El informe del investigador decía que Webb no sólo había comprado el pequeño rancho y lo había convertido rápidamente en una rentable empresa, sino que había adquirido sistemáticamente más tierras, no para ampliar su rancho, como sería de esperar, sino para la minería. Arizona era rica en yacimientos minerales, y Webb estaba invirtiendo en ellos. Abandonar Davencourt no le había empobrecido; tenía dinero propio, y lo había utilizado inteligentemente. Tal y como había manifestado Lucinda, Webb tenía un talento poco frecuente para los negocios y las finanzas, y lo había usado.

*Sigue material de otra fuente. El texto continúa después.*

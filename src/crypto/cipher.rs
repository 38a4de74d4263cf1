/*
 * Hybrid cipher engine
 *
 * A fresh symmetric key per message encrypts the payload with AES-GCM; the
 * key itself travels wrapped for the recipient: an ephemeral X25519
 * agreement with the recipient's encryption key, HKDF-SHA256 down to a
 * key-encryption key, then ChaCha20-Poly1305 over the symmetric key.
 *
 *   wrapped_key = ephemeral_public (32) || ChaCha20-Poly1305(kek, symmetric_key)
 */

use crate::crypto::{PublicKey, SecretKey, ASYMMETRIC_KEY_LEN};
use aes_gcm::aead::generic_array::GenericArray;
use aes_gcm::aead::{AeadInPlace, KeyInit};
use aes_gcm::{Aes128Gcm, Aes256Gcm};
use chacha20poly1305::aead::{Aead, NewAead};
use chacha20poly1305::{ChaCha20Poly1305, Key as WrapKey, Nonce as WrapNonce};
use ring::hkdf;
use serde::{Deserialize, Serialize};
use std::fmt;
use thiserror::Error;
use x25519_dalek::{PublicKey as X25519PublicKey, StaticSecret};

/// AES-GCM nonce 长度
pub const NONCE_LEN: usize = 12;

/// AES-GCM 认证标签长度
pub const TAG_LEN: usize = 16;

/// ChaCha20-Poly1305 认证标签长度
const WRAP_TAG_LEN: usize = 16;

const WRAP_SALT: &[u8] = b"SecureBox-KeyWrap-Salt";
const WRAP_INFO: &[u8] = b"SecureBox-KeyWrap-v1";

#[derive(Error, Debug, Clone, PartialEq, Eq)]
pub enum CipherError {
    #[error("Malformed key: {0}")]
    KeyFormat(String),

    #[error("Key wrap operation failed")]
    CryptoOp,

    #[error("Authenticated decryption failed")]
    Integrity,
}

/// Symmetric cipher strength, chosen by configuration.
#[derive(Debug, Clone, Copy, PartialEq, Eq, Default, Serialize, Deserialize)]
#[serde(rename_all = "lowercase")]
pub enum SymmetricKeySize {
    /// AES-128-GCM, 16 byte key
    #[default]
    Aes128,
    /// AES-256-GCM, 32 byte key
    Aes256,
}

impl SymmetricKeySize {
    pub fn key_len(&self) -> usize {
        match self {
            SymmetricKeySize::Aes128 => 16,
            SymmetricKeySize::Aes256 => 32,
        }
    }

    fn from_key_len(len: usize) -> Option<Self> {
        match len {
            16 => Some(SymmetricKeySize::Aes128),
            32 => Some(SymmetricKeySize::Aes256),
            _ => None,
        }
    }
}

/// 单条消息使用的对称密钥
#[derive(Clone, PartialEq, Eq)]
pub struct SymmetricKey(Vec<u8>);

impl SymmetricKey {
    /// 生成新的随机对称密钥
    pub fn generate(size: SymmetricKeySize) -> Self {
        Self(crate::utils::random_bytes(size.key_len()))
    }

    pub fn from_bytes(bytes: &[u8]) -> Result<Self, CipherError> {
        SymmetricKeySize::from_key_len(bytes.len())
            .map(|_| Self(bytes.to_vec()))
            .ok_or(CipherError::CryptoOp)
    }

    pub fn as_bytes(&self) -> &[u8] {
        &self.0
    }

    pub fn size(&self) -> SymmetricKeySize {
        // 构造时已校验长度
        SymmetricKeySize::from_key_len(self.0.len()).unwrap_or_default()
    }
}

impl fmt::Debug for SymmetricKey {
    fn fmt(&self, f: &mut fmt::Formatter<'_>) -> fmt::Result {
        write!(f, "SymmetricKey({} bytes, <redacted>)", self.0.len())
    }
}

impl Drop for SymmetricKey {
    fn drop(&mut self) {
        self.0.iter_mut().for_each(|b| *b = 0);
    }
}

/// Output of [`HybridCipher::seal`].
#[derive(Debug, Clone, PartialEq, Eq)]
pub struct Sealed {
    pub nonce: Vec<u8>,
    pub ciphertext: Vec<u8>,
    pub tag: Vec<u8>,
}

/// 混合加密引擎
#[derive(Debug, Clone, Copy, Default)]
pub struct HybridCipher {
    key_size: SymmetricKeySize,
}

impl HybridCipher {
    pub fn new(key_size: SymmetricKeySize) -> Self {
        Self { key_size }
    }

    pub fn key_size(&self) -> SymmetricKeySize {
        self.key_size
    }

    /// 生成本条消息的对称密钥
    pub fn generate_key(&self) -> SymmetricKey {
        SymmetricKey::generate(self.key_size)
    }

    /// 用接收者公钥包裹对称密钥
    pub fn wrap_key(&self, recipient_pub: &[u8], key: &SymmetricKey) -> Result<Vec<u8>, CipherError> {
        let recipient = PublicKey::from_bytes(recipient_pub)
            .map_err(|e| CipherError::KeyFormat(e.to_string()))?;

        let mut seed = [0u8; ASYMMETRIC_KEY_LEN];
        seed.copy_from_slice(&crate::utils::random_bytes(ASYMMETRIC_KEY_LEN));
        let ephemeral_secret = StaticSecret::from(seed);
        let ephemeral_public = X25519PublicKey::from(&ephemeral_secret);

        let shared = ephemeral_secret.diffie_hellman(recipient.encryption_key());
        let kek = derive_wrap_key(shared.as_bytes(), &ephemeral_public, recipient.encryption_key())?;

        // 每个临时密钥只用一次，nonce 固定为全零
        let cipher = ChaCha20Poly1305::new(WrapKey::from_slice(&kek));
        let wrapped = cipher
            .encrypt(WrapNonce::from_slice(&[0u8; 12]), key.as_bytes())
            .map_err(|_| CipherError::CryptoOp)?;

        let mut result = Vec::with_capacity(ASYMMETRIC_KEY_LEN + wrapped.len());
        result.extend_from_slice(ephemeral_public.as_bytes());
        result.extend_from_slice(&wrapped);

        Ok(result)
    }

    /// 用接收者私钥解开对称密钥
    ///
    /// 任何失败（密钥不匹配、数据损坏、长度不对）都只返回 `CryptoOp`。
    pub fn unwrap_key(&self, recipient_priv: &[u8], wrapped_key: &[u8]) -> Result<SymmetricKey, CipherError> {
        let recipient = SecretKey::from_bytes(recipient_priv)
            .map_err(|e| CipherError::KeyFormat(e.to_string()))?;

        if wrapped_key.len() <= ASYMMETRIC_KEY_LEN + WRAP_TAG_LEN {
            return Err(CipherError::CryptoOp);
        }

        let (ephemeral_bytes, wrapped) = wrapped_key.split_at(ASYMMETRIC_KEY_LEN);
        let mut ephemeral = [0u8; ASYMMETRIC_KEY_LEN];
        ephemeral.copy_from_slice(ephemeral_bytes);
        let ephemeral_public = X25519PublicKey::from(ephemeral);

        let recipient_public = X25519PublicKey::from(recipient.encryption_key());
        let shared = recipient.encryption_key().diffie_hellman(&ephemeral_public);
        let kek = derive_wrap_key(shared.as_bytes(), &ephemeral_public, &recipient_public)?;

        let cipher = ChaCha20Poly1305::new(WrapKey::from_slice(&kek));
        let mut key_bytes = cipher
            .decrypt(WrapNonce::from_slice(&[0u8; 12]), wrapped)
            .map_err(|_| CipherError::CryptoOp)?;

        let key = SymmetricKey::from_bytes(&key_bytes);
        key_bytes.iter_mut().for_each(|b| *b = 0);
        key
    }

    /// 认证加密：返回随机 nonce、密文和认证标签
    pub fn seal(&self, key: &SymmetricKey, plaintext: &[u8]) -> Result<Sealed, CipherError> {
        let nonce = crate::utils::random_bytes(NONCE_LEN);
        let mut buffer = plaintext.to_vec();

        let tag = match key.size() {
            SymmetricKeySize::Aes128 => seal_in_place::<Aes128Gcm>(key.as_bytes(), &nonce, &mut buffer)?,
            SymmetricKeySize::Aes256 => seal_in_place::<Aes256Gcm>(key.as_bytes(), &nonce, &mut buffer)?,
        };

        Ok(Sealed {
            nonce,
            ciphertext: buffer,
            tag,
        })
    }

    /// 认证解密，标签不匹配时不返回任何明文
    pub fn open(
        &self,
        key: &SymmetricKey,
        nonce: &[u8],
        ciphertext: &[u8],
        tag: &[u8],
    ) -> Result<Vec<u8>, CipherError> {
        if nonce.len() != NONCE_LEN || tag.len() != TAG_LEN {
            return Err(CipherError::Integrity);
        }

        let mut buffer = ciphertext.to_vec();
        let result = match key.size() {
            SymmetricKeySize::Aes128 => open_in_place::<Aes128Gcm>(key.as_bytes(), nonce, &mut buffer, tag),
            SymmetricKeySize::Aes256 => open_in_place::<Aes256Gcm>(key.as_bytes(), nonce, &mut buffer, tag),
        };

        match result {
            Ok(()) => Ok(buffer),
            Err(e) => {
                buffer.iter_mut().for_each(|b| *b = 0);
                Err(e)
            }
        }
    }
}

/// 从 ECDH 共享密钥派生密钥加密密钥
fn derive_wrap_key(
    shared_secret: &[u8],
    ephemeral_public: &X25519PublicKey,
    recipient_public: &X25519PublicKey,
) -> Result<[u8; 32], CipherError> {
    let prk = hkdf::Salt::new(hkdf::HKDF_SHA256, WRAP_SALT).extract(shared_secret);
    let info: [&[u8]; 3] = [ephemeral_public.as_bytes(), recipient_public.as_bytes(), WRAP_INFO];

    let mut kek = [0u8; 32];
    prk.expand(&info, hkdf::HKDF_SHA256)
        .and_then(|okm| okm.fill(&mut kek))
        .map_err(|_| CipherError::CryptoOp)?;

    Ok(kek)
}

fn seal_in_place<C: KeyInit + AeadInPlace>(
    key: &[u8],
    nonce: &[u8],
    buffer: &mut [u8],
) -> Result<Vec<u8>, CipherError> {
    let cipher = C::new_from_slice(key).map_err(|_| CipherError::CryptoOp)?;
    let tag = cipher
        .encrypt_in_place_detached(GenericArray::from_slice(nonce), b"", buffer)
        .map_err(|_| CipherError::CryptoOp)?;

    Ok(tag.to_vec())
}

fn open_in_place<C: KeyInit + AeadInPlace>(
    key: &[u8],
    nonce: &[u8],
    buffer: &mut [u8],
    tag: &[u8],
) -> Result<(), CipherError> {
    let cipher = C::new_from_slice(key).map_err(|_| CipherError::Integrity)?;
    cipher
        .decrypt_in_place_detached(
            GenericArray::from_slice(nonce),
            b"",
            buffer,
            GenericArray::from_slice(tag),
        )
        .map_err(|_| CipherError::Integrity)
}

#[cfg(test)]
mod tests {
    use super::*;
    use crate::crypto::KeyPair;

    #[test]
    fn test_wrap_unwrap_key() {
        let recipient = KeyPair::generate().unwrap();

        for size in [SymmetricKeySize::Aes128, SymmetricKeySize::Aes256] {
            let engine = HybridCipher::new(size);
            let key = engine.generate_key();
            assert_eq!(key.as_bytes().len(), size.key_len());

            let wrapped = engine.wrap_key(&recipient.public.to_bytes(), &key).unwrap();
            assert_eq!(wrapped.len(), ASYMMETRIC_KEY_LEN + size.key_len() + WRAP_TAG_LEN);

            let unwrapped = engine.unwrap_key(&recipient.secret.to_bytes(), &wrapped).unwrap();
            assert_eq!(unwrapped, key);
        }
    }

    #[test]
    fn test_wrap_is_randomised() {
        let recipient = KeyPair::generate().unwrap();
        let engine = HybridCipher::default();
        let key = engine.generate_key();

        let a = engine.wrap_key(&recipient.public.to_bytes(), &key).unwrap();
        let b = engine.wrap_key(&recipient.public.to_bytes(), &key).unwrap();
        assert_ne!(a, b);
    }

    #[test]
    fn test_unwrap_with_wrong_key_fails() {
        let recipient = KeyPair::generate().unwrap();
        let intruder = KeyPair::generate().unwrap();
        let engine = HybridCipher::default();
        let key = engine.generate_key();

        let wrapped = engine.wrap_key(&recipient.public.to_bytes(), &key).unwrap();
        assert_eq!(
            engine.unwrap_key(&intruder.secret.to_bytes(), &wrapped),
            Err(CipherError::CryptoOp)
        );

        // 截断或篡改也只报告 CryptoOp
        assert_eq!(
            engine.unwrap_key(&recipient.secret.to_bytes(), &wrapped[..20]),
            Err(CipherError::CryptoOp)
        );
        let mut corrupted = wrapped.clone();
        corrupted[40] ^= 0x01;
        assert_eq!(
            engine.unwrap_key(&recipient.secret.to_bytes(), &corrupted),
            Err(CipherError::CryptoOp)
        );
    }

    #[test]
    fn test_malformed_public_key() {
        let engine = HybridCipher::default();
        let key = engine.generate_key();

        let result = engine.wrap_key(b"not a key", &key);
        assert!(matches!(result, Err(CipherError::KeyFormat(_))));
    }

    #[test]
    fn test_seal_open() {
        for size in [SymmetricKeySize::Aes128, SymmetricKeySize::Aes256] {
            let engine = HybridCipher::new(size);
            let key = engine.generate_key();

            let sealed = engine.seal(&key, b"transfer 100").unwrap();
            assert_eq!(sealed.nonce.len(), NONCE_LEN);
            assert_eq!(sealed.tag.len(), TAG_LEN);
            assert_ne!(sealed.ciphertext, b"transfer 100".to_vec());

            let plaintext = engine
                .open(&key, &sealed.nonce, &sealed.ciphertext, &sealed.tag)
                .unwrap();
            assert_eq!(plaintext, b"transfer 100".to_vec());
        }
    }

    #[test]
    fn test_seal_uses_fresh_nonce() {
        let engine = HybridCipher::default();
        let key = engine.generate_key();

        let a = engine.seal(&key, b"same").unwrap();
        let b = engine.seal(&key, b"same").unwrap();
        assert_ne!(a.nonce, b.nonce);
        assert_ne!(a.ciphertext, b.ciphertext);
    }

    #[test]
    fn test_open_rejects_tampering() {
        let engine = HybridCipher::default();
        let key = engine.generate_key();
        let sealed = engine.seal(&key, b"transfer 100").unwrap();

        let mut ciphertext = sealed.ciphertext.clone();
        ciphertext[0] ^= 0x80;
        assert_eq!(
            engine.open(&key, &sealed.nonce, &ciphertext, &sealed.tag),
            Err(CipherError::Integrity)
        );

        let mut tag = sealed.tag.clone();
        tag[TAG_LEN - 1] ^= 0x01;
        assert_eq!(
            engine.open(&key, &sealed.nonce, &sealed.ciphertext, &tag),
            Err(CipherError::Integrity)
        );

        // 长度不对的 nonce / tag 不能 panic
        assert_eq!(
            engine.open(&key, &sealed.nonce[..4], &sealed.ciphertext, &sealed.tag),
            Err(CipherError::Integrity)
        );
        assert_eq!(
            engine.open(&key, &sealed.nonce, &sealed.ciphertext, &[]),
            Err(CipherError::Integrity)
        );

        let other = engine.generate_key();
        assert_eq!(
            engine.open(&other, &sealed.nonce, &sealed.ciphertext, &sealed.tag),
            Err(CipherError::Integrity)
        );
    }
}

Aun siendo tan próspero como era, sin embargo, nadie lo diría por su ropa. Sus botas estaban usadas y arañadas, sus vaqueros descoloridos, y su fina camisa de cambray había sido lavada tantas veces que estaba casi blanca. Llevaba un sombrero, uno polvoriento de color marrón oscuro. Nogales tenía fama de ser dura, pero a pesar de ello, parecía haberse integrado en esta ruda muchedumbre, en este lúgubre bar de este pequeño y desértico pueblo fronterizo tan diferente a Tuscumbia como el Amazonas del Ártico.

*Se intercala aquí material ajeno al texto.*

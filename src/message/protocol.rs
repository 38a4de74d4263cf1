use crate::crypto::{self, HybridCipher};
use crate::message::{Envelope, LedgerDecision, MessageError, NonceLedger};
use crate::storage::NonceStore;
use crate::utils::{ProtocolConfig, SystemTimeSource, TimeSource};
use log::{debug, warn};
use std::sync::Arc;

/// Builds and opens envelopes.
///
/// Each `construct`/`open` call is an independent run; the nonce ledger is
/// the only state shared between calls.
#[derive(Clone)]
pub struct EnvelopeProtocol {
    cipher: HybridCipher,
    ledger: NonceLedger,
    config: ProtocolConfig,
    clock: Arc<dyn TimeSource>,
}

impl EnvelopeProtocol {
    pub fn new(config: ProtocolConfig, nonces: Arc<dyn NonceStore>) -> Self {
        Self::with_clock(config, nonces, Arc::new(SystemTimeSource))
    }

    /// 使用指定时钟（测试中可注入手动时钟）
    pub fn with_clock(config: ProtocolConfig, nonces: Arc<dyn NonceStore>, clock: Arc<dyn TimeSource>) -> Self {
        Self {
            cipher: HybridCipher::new(config.symmetric_key_size),
            ledger: NonceLedger::new(nonces, config.expiry_window_secs, clock.clone()),
            config,
            clock,
        }
    }

    pub fn config(&self) -> &ProtocolConfig {
        &self.config
    }

    pub fn ledger(&self) -> &NonceLedger {
        &self.ledger
    }

    /// 加密、签名并打上时间戳
    ///
    /// Never touches the nonce ledger.
    pub fn construct(&self, sender_priv: &[u8], recipient_pub: &[u8], plaintext: &[u8]) -> Result<Envelope, MessageError> {
        if plaintext.is_empty() {
            return Err(MessageError::EmptyMessage);
        }

        let key = self.cipher.generate_key();
        let wrapped_key = self.cipher.wrap_key(recipient_pub, &key)?;
        let sealed = self.cipher.seal(&key, plaintext)?;
        let signature = crypto::sign(sender_priv, &sealed.ciphertext)?;
        let timestamp = self.clock.now();

        debug!(
            "Constructed envelope: {} byte ciphertext, {:?}, timestamp {}",
            sealed.ciphertext.len(),
            key.size(),
            timestamp
        );

        Envelope::new(
            wrapped_key,
            sealed.nonce,
            sealed.ciphertext,
            sealed.tag,
            signature,
            timestamp,
        )
    }

    /// 按固定顺序校验并解密：时效 → 重放 → 签名 → 解包密钥 → 解密
    pub fn open(&self, receiver_priv: &[u8], sender_pub: &[u8], envelope: &Envelope) -> Result<Vec<u8>, MessageError> {
        let result = self.open_checked(receiver_priv, sender_pub, envelope);

        if let Err(e) = &result {
            warn!("Rejected envelope: {}", e.kind());
        }

        result
    }

    fn open_checked(&self, receiver_priv: &[u8], sender_pub: &[u8], envelope: &Envelope) -> Result<Vec<u8>, MessageError> {
        let now = self.clock.now();
        let timestamp = envelope.timestamp();

        if now.abs_diff(timestamp) > self.config.expiry_window_secs {
            return Err(MessageError::ExpiredMessage { timestamp, now });
        }

        if self.ledger.check_and_record(envelope.nonce())? == LedgerDecision::Rejected {
            return Err(MessageError::Replay);
        }

        crypto::verify(sender_pub, envelope.ciphertext(), envelope.signature())?;

        let key = self.cipher.unwrap_key(receiver_priv, envelope.wrapped_key())?;
        let plaintext = self
            .cipher
            .open(&key, envelope.nonce(), envelope.ciphertext(), envelope.tag())?;

        debug!("Opened envelope with timestamp {}", timestamp);
        Ok(plaintext)
    }
}

impl std::fmt::Debug for EnvelopeProtocol {
    fn fmt(&self, f: &mut std::fmt::Formatter<'_>) -> std::fmt::Result {
        f.debug_struct("EnvelopeProtocol")
            .field("cipher", &self.cipher)
            .field("ledger", &self.ledger)
            .field("config", &self.config)
            .finish_non_exhaustive()
    }
}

Tenía el poder de destruirla. Con unas cuantas heladas y cortantes palabras podría aniquilarla. Se sentía enferma al saber al riesgo al que se exponía al acercarse a él, pero aún podía ver la esperanza que brillaba en los ojos de Lucinda cuando la besó esa misma mañana al despedirse. Lucinda, encogida por la edad, menguada por el dolor y el remordimiento, indomable pero ya no invencible. Posiblemente, el final estaba más cerca de lo que dejaba ver a los demás. Puede que esta fuese la última oportunidad de salvar el distanciamiento con Webb.

Roanna sabía exactamente a lo que se arriesgaba, financieramente hablando, si convencía a Webb para que regresara a casa. Tal y como estaba en estos momentos redactado el testamento de Lucinda, ella era la principal heredera de Davencourt y del imperio financiero de la familia, aunque se establecía además un modesto legado para Gloria y su prole, algo para Yvonne y Sandra, y pensiones y alguna cantidad fija de dinero para los empleados de toda la vida: Loyal, Tansy y Bessie. Pero a Webb lo habían preparado para ser el heredero, y si regresaba, todo sería suyo de nuevo.